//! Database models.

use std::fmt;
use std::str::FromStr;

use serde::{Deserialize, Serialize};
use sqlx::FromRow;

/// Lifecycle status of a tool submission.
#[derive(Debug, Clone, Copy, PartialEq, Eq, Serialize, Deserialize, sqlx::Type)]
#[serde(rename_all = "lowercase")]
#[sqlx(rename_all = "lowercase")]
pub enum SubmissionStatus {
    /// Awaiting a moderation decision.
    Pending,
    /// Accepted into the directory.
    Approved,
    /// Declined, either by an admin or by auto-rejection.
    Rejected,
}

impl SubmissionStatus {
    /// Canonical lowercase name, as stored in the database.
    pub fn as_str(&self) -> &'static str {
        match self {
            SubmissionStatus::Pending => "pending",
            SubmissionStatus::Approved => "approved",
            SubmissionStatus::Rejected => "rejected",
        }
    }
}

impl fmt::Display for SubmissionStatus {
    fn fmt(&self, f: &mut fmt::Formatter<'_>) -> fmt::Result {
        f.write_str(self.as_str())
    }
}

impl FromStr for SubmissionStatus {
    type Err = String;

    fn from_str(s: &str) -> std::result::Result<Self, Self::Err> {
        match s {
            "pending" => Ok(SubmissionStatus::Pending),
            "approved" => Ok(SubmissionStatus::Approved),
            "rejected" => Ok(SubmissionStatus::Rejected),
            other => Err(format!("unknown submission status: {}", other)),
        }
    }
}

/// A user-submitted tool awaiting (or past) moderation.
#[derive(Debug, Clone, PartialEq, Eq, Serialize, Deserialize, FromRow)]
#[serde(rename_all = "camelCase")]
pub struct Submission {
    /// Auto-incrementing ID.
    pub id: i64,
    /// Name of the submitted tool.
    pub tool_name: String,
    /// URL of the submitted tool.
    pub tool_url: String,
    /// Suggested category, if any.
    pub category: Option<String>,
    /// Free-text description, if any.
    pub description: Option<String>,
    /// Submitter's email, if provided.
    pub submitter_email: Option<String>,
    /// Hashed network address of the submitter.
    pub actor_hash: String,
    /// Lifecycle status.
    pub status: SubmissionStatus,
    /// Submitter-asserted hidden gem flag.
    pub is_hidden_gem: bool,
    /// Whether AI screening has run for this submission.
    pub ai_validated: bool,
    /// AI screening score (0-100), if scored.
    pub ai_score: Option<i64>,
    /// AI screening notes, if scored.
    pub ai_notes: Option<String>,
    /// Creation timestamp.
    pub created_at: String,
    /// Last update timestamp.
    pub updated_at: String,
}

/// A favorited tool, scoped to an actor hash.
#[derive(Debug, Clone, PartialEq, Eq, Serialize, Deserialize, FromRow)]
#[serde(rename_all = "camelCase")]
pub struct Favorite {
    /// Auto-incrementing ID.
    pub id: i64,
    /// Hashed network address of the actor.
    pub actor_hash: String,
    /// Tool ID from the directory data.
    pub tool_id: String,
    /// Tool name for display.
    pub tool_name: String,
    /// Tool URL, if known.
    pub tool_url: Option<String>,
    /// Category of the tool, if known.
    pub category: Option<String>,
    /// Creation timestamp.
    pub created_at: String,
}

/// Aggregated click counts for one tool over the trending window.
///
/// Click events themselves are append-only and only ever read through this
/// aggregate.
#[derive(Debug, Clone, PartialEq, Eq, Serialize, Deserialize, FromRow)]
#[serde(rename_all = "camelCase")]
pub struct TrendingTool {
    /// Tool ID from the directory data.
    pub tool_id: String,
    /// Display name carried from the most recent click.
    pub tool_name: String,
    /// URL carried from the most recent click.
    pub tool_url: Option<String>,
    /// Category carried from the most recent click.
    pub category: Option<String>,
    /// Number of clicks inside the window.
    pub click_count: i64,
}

※

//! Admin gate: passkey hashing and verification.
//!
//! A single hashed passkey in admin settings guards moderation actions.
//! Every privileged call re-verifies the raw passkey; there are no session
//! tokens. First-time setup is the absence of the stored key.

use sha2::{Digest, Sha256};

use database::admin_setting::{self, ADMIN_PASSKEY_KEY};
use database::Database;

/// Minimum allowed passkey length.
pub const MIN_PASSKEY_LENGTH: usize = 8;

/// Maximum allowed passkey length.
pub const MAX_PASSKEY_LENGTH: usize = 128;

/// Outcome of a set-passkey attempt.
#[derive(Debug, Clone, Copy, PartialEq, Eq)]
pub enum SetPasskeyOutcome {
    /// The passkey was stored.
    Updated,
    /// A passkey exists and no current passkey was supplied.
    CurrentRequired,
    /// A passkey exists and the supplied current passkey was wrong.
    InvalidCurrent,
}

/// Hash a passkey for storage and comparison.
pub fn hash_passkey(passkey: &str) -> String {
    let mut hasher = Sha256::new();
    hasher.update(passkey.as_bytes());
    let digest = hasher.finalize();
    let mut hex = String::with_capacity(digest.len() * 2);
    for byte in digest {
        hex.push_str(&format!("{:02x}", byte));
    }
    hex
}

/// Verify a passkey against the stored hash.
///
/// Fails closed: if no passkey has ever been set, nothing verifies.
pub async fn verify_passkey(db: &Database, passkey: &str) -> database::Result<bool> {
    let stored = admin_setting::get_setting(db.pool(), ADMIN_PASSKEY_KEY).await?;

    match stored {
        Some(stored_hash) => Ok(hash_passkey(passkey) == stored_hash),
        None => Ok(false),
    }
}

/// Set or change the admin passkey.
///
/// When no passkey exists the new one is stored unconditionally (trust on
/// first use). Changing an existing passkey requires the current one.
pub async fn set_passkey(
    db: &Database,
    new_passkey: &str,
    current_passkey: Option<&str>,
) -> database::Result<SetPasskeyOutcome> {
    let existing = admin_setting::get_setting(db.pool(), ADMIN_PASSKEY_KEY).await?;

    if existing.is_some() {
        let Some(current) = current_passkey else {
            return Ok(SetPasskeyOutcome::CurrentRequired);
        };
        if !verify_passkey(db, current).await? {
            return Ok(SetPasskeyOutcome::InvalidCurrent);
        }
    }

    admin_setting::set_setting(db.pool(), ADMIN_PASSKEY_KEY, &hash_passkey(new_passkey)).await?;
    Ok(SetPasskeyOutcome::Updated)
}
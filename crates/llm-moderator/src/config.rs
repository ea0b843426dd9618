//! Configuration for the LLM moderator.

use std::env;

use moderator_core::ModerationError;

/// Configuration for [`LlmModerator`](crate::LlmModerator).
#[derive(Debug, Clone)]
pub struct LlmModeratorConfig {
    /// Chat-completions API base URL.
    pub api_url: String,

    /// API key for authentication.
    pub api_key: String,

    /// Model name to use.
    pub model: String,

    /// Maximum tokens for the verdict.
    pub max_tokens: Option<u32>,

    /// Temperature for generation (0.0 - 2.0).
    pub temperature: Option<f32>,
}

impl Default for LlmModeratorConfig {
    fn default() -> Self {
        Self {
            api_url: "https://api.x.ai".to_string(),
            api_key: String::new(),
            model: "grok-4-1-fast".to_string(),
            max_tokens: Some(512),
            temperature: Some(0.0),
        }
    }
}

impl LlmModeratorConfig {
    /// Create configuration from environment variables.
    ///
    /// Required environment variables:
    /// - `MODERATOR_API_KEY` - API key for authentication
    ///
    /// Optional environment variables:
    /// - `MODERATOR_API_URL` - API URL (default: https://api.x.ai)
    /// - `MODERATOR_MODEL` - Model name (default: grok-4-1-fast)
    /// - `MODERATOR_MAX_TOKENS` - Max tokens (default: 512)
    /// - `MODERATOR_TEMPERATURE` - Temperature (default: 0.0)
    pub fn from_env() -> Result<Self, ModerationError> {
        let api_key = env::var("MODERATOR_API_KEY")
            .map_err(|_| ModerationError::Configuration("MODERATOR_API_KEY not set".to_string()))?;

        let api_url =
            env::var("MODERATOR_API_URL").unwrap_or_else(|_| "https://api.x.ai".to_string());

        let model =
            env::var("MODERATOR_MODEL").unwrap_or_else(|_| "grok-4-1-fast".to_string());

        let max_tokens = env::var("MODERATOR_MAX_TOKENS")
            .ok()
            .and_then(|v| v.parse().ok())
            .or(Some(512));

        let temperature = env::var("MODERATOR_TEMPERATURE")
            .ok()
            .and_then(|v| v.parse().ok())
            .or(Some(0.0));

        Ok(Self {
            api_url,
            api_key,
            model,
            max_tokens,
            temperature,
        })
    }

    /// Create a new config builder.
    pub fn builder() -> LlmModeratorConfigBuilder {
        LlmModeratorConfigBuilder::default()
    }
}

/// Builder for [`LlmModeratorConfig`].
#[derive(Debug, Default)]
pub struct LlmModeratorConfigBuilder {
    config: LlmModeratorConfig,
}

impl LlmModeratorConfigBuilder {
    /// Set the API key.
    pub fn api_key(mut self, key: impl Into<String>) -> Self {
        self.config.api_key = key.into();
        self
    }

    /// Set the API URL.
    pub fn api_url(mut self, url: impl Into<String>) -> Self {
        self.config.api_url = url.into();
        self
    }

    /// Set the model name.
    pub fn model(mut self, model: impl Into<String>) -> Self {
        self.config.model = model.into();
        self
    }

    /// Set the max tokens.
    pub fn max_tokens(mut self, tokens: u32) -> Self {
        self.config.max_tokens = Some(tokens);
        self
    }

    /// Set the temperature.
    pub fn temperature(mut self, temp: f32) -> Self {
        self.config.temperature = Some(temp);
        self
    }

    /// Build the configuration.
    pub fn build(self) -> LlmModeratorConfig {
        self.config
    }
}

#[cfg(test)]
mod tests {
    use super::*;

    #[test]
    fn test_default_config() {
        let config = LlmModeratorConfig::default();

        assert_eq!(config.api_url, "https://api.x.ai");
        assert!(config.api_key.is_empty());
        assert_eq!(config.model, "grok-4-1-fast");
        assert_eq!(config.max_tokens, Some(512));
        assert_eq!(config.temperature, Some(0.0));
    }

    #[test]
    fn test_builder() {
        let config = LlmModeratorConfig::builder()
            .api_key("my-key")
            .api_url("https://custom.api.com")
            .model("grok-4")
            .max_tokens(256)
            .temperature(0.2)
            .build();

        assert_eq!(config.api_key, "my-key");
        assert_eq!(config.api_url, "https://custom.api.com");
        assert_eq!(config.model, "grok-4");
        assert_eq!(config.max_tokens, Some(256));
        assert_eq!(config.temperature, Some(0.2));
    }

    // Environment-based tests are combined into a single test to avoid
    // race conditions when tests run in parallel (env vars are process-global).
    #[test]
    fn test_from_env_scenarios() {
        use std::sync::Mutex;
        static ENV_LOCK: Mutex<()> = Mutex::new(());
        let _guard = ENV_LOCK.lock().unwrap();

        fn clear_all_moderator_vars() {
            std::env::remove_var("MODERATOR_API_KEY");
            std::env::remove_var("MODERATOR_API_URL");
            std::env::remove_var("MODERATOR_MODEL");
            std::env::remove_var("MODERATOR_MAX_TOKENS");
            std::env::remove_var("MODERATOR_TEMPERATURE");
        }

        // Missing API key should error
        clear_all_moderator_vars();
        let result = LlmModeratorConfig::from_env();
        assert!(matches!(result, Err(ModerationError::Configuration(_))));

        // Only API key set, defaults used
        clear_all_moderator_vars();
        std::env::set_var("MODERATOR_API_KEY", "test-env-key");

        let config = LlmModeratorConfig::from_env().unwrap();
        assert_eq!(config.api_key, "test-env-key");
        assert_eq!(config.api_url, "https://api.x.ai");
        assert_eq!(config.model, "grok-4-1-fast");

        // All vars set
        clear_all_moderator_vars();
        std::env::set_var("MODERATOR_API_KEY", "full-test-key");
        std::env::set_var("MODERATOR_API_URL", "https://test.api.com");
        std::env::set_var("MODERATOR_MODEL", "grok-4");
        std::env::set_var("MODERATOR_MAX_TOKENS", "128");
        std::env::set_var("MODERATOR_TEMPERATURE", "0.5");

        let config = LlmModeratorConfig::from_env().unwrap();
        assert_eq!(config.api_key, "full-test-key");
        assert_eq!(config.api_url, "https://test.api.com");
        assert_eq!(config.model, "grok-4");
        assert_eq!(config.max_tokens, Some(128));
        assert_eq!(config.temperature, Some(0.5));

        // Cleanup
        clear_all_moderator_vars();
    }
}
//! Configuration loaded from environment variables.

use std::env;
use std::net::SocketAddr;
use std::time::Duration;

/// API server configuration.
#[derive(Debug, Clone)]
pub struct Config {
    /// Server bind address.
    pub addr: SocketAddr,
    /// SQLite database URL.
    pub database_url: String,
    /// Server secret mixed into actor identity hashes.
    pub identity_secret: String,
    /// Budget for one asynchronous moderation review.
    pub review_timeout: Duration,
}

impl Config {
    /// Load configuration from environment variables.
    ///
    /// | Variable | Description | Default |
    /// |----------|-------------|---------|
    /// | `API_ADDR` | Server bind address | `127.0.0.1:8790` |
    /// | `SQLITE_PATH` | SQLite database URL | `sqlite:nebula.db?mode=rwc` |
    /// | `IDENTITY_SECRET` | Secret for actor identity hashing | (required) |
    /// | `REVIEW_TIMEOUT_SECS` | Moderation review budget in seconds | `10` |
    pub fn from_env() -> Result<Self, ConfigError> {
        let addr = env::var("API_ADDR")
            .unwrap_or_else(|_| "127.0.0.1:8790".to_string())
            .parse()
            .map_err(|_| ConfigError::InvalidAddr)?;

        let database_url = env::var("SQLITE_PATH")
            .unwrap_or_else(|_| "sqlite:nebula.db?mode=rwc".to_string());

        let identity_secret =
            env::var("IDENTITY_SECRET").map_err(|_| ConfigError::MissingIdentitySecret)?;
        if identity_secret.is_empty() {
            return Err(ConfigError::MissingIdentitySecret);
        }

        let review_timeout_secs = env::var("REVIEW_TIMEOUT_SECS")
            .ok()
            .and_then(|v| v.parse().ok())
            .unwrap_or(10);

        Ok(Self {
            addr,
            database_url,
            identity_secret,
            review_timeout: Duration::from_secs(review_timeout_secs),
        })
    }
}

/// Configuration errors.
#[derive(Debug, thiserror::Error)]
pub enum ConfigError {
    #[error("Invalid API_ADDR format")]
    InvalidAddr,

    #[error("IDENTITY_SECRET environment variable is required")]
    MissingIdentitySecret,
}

※

Assignment: Work through the records above and count the lines that hold the string "fast". Please give only that figure.

Solution: 5